Task to carry out: Please reproduce the listing in full, exactly as given.

Task inputs:
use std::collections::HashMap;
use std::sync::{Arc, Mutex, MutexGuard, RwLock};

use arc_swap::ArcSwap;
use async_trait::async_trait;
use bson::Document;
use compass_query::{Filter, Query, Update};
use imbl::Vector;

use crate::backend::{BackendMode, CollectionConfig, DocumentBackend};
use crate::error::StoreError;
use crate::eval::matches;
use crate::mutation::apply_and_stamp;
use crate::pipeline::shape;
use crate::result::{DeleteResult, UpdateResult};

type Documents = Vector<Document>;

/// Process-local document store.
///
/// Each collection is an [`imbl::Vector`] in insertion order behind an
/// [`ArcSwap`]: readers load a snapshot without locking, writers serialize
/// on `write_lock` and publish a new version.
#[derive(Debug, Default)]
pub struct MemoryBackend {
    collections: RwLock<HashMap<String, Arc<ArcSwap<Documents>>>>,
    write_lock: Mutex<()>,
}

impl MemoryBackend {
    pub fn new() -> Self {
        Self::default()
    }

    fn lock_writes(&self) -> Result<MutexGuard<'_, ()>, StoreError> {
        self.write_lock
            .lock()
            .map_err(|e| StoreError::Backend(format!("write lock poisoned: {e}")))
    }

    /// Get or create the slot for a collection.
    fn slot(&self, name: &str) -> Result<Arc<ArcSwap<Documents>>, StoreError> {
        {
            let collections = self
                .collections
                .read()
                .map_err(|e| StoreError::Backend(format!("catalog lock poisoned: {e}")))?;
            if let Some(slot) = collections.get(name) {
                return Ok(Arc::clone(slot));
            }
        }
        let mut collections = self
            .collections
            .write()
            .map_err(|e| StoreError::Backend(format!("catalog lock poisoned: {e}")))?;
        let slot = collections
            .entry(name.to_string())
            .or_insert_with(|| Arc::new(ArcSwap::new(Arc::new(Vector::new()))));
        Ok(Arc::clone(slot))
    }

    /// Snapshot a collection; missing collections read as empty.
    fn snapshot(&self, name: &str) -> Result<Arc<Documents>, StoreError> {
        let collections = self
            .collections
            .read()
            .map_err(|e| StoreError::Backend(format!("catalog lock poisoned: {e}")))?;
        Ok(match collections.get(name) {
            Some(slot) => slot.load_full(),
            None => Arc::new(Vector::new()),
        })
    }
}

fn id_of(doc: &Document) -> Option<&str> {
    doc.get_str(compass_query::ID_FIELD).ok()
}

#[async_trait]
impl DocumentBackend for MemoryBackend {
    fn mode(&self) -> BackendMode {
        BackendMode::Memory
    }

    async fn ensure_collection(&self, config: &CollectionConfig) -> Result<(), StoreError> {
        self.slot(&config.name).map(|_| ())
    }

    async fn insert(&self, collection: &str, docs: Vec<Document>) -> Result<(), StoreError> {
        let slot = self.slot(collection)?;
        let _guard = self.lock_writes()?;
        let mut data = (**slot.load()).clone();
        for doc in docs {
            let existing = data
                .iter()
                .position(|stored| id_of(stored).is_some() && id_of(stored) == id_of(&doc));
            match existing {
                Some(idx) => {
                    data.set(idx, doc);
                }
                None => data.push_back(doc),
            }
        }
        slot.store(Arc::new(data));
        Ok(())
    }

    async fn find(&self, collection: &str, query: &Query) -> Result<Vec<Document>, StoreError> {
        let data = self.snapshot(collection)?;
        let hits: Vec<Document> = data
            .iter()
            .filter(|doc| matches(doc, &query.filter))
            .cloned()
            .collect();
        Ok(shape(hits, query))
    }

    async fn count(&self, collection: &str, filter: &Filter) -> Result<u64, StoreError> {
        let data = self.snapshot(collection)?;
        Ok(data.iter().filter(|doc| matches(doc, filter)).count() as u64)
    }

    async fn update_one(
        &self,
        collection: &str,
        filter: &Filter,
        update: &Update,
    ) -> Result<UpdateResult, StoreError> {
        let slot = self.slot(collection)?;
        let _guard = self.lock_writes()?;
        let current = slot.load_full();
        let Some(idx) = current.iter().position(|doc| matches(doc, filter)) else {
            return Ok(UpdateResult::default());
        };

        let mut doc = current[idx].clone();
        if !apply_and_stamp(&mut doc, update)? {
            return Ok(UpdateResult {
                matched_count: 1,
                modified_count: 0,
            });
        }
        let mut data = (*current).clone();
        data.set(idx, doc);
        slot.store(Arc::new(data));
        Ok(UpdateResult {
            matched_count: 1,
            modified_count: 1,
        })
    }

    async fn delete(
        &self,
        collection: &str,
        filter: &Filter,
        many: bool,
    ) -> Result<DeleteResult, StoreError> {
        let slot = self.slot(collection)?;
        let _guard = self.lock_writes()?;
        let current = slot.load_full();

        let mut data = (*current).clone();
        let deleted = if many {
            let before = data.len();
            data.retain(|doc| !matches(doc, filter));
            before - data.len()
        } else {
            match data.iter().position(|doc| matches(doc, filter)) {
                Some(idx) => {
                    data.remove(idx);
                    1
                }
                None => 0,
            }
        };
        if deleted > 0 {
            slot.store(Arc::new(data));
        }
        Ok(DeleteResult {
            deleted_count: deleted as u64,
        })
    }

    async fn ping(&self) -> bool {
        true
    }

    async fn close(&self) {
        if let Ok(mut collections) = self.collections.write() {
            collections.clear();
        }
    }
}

Final answer:
use std::collections::HashMap;
use std::sync::{Arc, Mutex, MutexGuard, RwLock};

use arc_swap::ArcSwap;
use async_trait::async_trait;
use bson::Document;
use compass_query::{Filter, Query, Update};
use imbl::Vector;

use crate::backend::{BackendMode, CollectionConfig, DocumentBackend};
use crate::error::StoreError;
use crate::eval::matches;
use crate::mutation::apply_and_stamp;
use crate::pipeline::shape;
use crate::result::{DeleteResult, UpdateResult};

type Documents = Vector<Document>;

/// Process-local document store.
///
/// Each collection is an [`imbl::Vector`] in insertion order behind an
/// [`ArcSwap`]: readers load a snapshot without locking, writers serialize
/// on `write_lock` and publish a new version.
#[derive(Debug, Default)]
pub struct MemoryBackend {
    collections: RwLock<HashMap<String, Arc<ArcSwap<Documents>>>>,
    write_lock: Mutex<()>,
}

impl MemoryBackend {
    pub fn new() -> Self {
        Self::default()
    }

    fn lock_writes(&self) -> Result<MutexGuard<'_, ()>, StoreError> {
        self.write_lock
            .lock()
            .map_err(|e| StoreError::Backend(format!("write lock poisoned: {e}")))
    }

    /// Get or create the slot for a collection.
    fn slot(&self, name: &str) -> Result<Arc<ArcSwap<Documents>>, StoreError> {
        {
            let collections = self
                .collections
                .read()
                .map_err(|e| StoreError::Backend(format!("catalog lock poisoned: {e}")))?;
            if let Some(slot) = collections.get(name) {
                return Ok(Arc::clone(slot));
            }
        }
        let mut collections = self
            .collections
            .write()
            .map_err(|e| StoreError::Backend(format!("catalog lock poisoned: {e}")))?;
        let slot = collections
            .entry(name.to_string())
            .or_insert_with(|| Arc::new(ArcSwap::new(Arc::new(Vector::new()))));
        Ok(Arc::clone(slot))
    }

    /// Snapshot a collection; missing collections read as empty.
    fn snapshot(&self, name: &str) -> Result<Arc<Documents>, StoreError> {
        let collections = self
            .collections
            .read()
            .map_err(|e| StoreError::Backend(format!("catalog lock poisoned: {e}")))?;
        Ok(match collections.get(name) {
            Some(slot) => slot.load_full(),
            None => Arc::new(Vector::new()),
        })
    }
}

fn id_of(doc: &Document) -> Option<&str> {
    doc.get_str(compass_query::ID_FIELD).ok()
}

#[async_trait]
impl DocumentBackend for MemoryBackend {
    fn mode(&self) -> BackendMode {
        BackendMode::Memory
    }

    async fn ensure_collection(&self, config: &CollectionConfig) -> Result<(), StoreError> {
        self.slot(&config.name).map(|_| ())
    }

    async fn insert(&self, collection: &str, docs: Vec<Document>) -> Result<(), StoreError> {
        let slot = self.slot(collection)?;
        let _guard = self.lock_writes()?;
        let mut data = (**slot.load()).clone();
        for doc in docs {
            let existing = data
                .iter()
                .position(|stored| id_of(stored).is_some() && id_of(stored) == id_of(&doc));
            match existing {
                Some(idx) => {
                    data.set(idx, doc);
                }
                None => data.push_back(doc),
            }
        }
        slot.store(Arc::new(data));
        Ok(())
    }

    async fn find(&self, collection: &str, query: &Query) -> Result<Vec<Document>, StoreError> {
        let data = self.snapshot(collection)?;
        let hits: Vec<Document> = data
            .iter()
            .filter(|doc| matches(doc, &query.filter))
            .cloned()
            .collect();
        Ok(shape(hits, query))
    }

    async fn count(&self, collection: &str, filter: &Filter) -> Result<u64, StoreError> {
        let data = self.snapshot(collection)?;
        Ok(data.iter().filter(|doc| matches(doc, filter)).count() as u64)
    }

    async fn update_one(
        &self,
        collection: &str,
        filter: &Filter,
        update: &Update,
    ) -> Result<UpdateResult, StoreError> {
        let slot = self.slot(collection)?;
        let _guard = self.lock_writes()?;
        let current = slot.load_full();
        let Some(idx) = current.iter().position(|doc| matches(doc, filter)) else {
            return Ok(UpdateResult::default());
        };

        let mut doc = current[idx].clone();
        if !apply_and_stamp(&mut doc, update)? {
            return Ok(UpdateResult {
                matched_count: 1,
                modified_count: 0,
            });
        }
        let mut data = (*current).clone();
        data.set(idx, doc);
        slot.store(Arc::new(data));
        Ok(UpdateResult {
            matched_count: 1,
            modified_count: 1,
        })
    }

    async fn delete(
        &self,
        collection: &str,
        filter: &Filter,
        many: bool,
    ) -> Result<DeleteResult, StoreError> {
        let slot = self.slot(collection)?;
        let _guard = self.lock_writes()?;
        let current = slot.load_full();

        let mut data = (*current).clone();
        let deleted = if many {
            let before = data.len();
            data.retain(|doc| !matches(doc, filter));
            before - data.len()
        } else {
            match data.iter().position(|doc| matches(doc, filter)) {
                Some(idx) => {
                    data.remove(idx);
                    1
                }
                None => 0,
            }
        };
        if deleted > 0 {
            slot.store(Arc::new(data));
        }
        Ok(DeleteResult {
            deleted_count: deleted as u64,
        })
    }

    async fn ping(&self) -> bool {
        true
    }

    async fn close(&self) {
        if let Ok(mut collections) = self.collections.write() {
            collections.clear();
        }
    }
}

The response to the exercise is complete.